Exercise aim -
Go through the data and report how many lines include the word "super", giving only the number.

Dataset entries
■ ■ ■

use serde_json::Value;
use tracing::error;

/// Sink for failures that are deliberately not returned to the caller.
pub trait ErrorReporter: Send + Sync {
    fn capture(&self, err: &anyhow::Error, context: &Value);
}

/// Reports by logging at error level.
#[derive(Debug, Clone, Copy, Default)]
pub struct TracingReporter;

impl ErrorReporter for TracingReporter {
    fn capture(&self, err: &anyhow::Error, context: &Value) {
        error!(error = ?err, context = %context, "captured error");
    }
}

■ ■ ■

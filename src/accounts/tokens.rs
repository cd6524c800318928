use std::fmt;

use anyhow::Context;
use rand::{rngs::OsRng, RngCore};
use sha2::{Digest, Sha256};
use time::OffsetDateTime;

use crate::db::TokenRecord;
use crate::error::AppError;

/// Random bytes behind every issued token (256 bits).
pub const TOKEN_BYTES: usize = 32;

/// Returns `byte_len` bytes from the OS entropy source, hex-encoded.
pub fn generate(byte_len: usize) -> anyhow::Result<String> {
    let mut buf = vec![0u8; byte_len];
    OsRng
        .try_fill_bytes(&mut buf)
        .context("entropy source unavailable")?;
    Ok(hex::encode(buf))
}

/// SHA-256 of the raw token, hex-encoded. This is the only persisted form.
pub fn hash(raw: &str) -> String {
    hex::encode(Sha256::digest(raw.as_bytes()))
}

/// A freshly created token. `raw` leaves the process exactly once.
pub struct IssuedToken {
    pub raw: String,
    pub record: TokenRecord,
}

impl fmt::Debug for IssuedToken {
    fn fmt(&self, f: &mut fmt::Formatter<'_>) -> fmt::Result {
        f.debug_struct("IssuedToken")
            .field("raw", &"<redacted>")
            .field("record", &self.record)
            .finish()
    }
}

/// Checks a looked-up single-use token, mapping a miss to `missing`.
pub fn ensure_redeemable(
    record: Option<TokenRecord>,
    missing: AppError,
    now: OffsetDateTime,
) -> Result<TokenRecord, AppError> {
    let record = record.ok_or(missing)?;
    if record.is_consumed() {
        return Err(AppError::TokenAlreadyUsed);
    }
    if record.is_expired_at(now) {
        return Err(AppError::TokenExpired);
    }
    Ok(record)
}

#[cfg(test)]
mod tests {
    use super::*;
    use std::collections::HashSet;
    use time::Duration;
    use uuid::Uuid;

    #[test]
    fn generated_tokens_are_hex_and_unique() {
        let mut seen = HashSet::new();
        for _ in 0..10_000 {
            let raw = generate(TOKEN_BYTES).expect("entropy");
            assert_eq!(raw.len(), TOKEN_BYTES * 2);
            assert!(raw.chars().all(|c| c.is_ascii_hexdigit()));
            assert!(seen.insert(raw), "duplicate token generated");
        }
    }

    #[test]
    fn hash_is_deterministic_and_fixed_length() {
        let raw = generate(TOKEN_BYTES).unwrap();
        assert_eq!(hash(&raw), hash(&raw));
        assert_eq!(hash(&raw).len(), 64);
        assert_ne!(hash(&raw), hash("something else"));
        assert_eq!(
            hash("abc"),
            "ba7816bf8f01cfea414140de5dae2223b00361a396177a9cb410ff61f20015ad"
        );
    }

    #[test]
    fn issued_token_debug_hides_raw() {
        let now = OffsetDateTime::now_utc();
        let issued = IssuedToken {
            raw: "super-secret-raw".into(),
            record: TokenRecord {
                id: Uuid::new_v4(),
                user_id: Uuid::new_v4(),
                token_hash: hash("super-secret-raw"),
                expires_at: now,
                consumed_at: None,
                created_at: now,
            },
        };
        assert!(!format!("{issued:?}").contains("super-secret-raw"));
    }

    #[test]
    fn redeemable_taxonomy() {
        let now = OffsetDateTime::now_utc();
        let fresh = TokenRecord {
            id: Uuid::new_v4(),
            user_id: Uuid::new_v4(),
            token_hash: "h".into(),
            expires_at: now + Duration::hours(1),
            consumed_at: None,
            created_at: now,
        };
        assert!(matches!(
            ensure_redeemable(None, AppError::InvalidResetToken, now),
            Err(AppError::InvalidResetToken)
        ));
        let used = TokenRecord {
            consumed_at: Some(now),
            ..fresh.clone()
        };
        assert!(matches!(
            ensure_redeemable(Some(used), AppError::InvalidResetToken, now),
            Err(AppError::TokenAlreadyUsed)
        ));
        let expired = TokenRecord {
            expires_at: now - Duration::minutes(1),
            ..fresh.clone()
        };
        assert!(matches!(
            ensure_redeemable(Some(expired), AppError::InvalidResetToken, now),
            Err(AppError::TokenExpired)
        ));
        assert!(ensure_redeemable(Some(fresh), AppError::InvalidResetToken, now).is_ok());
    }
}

■ ■ ■

Result of this exercise -
4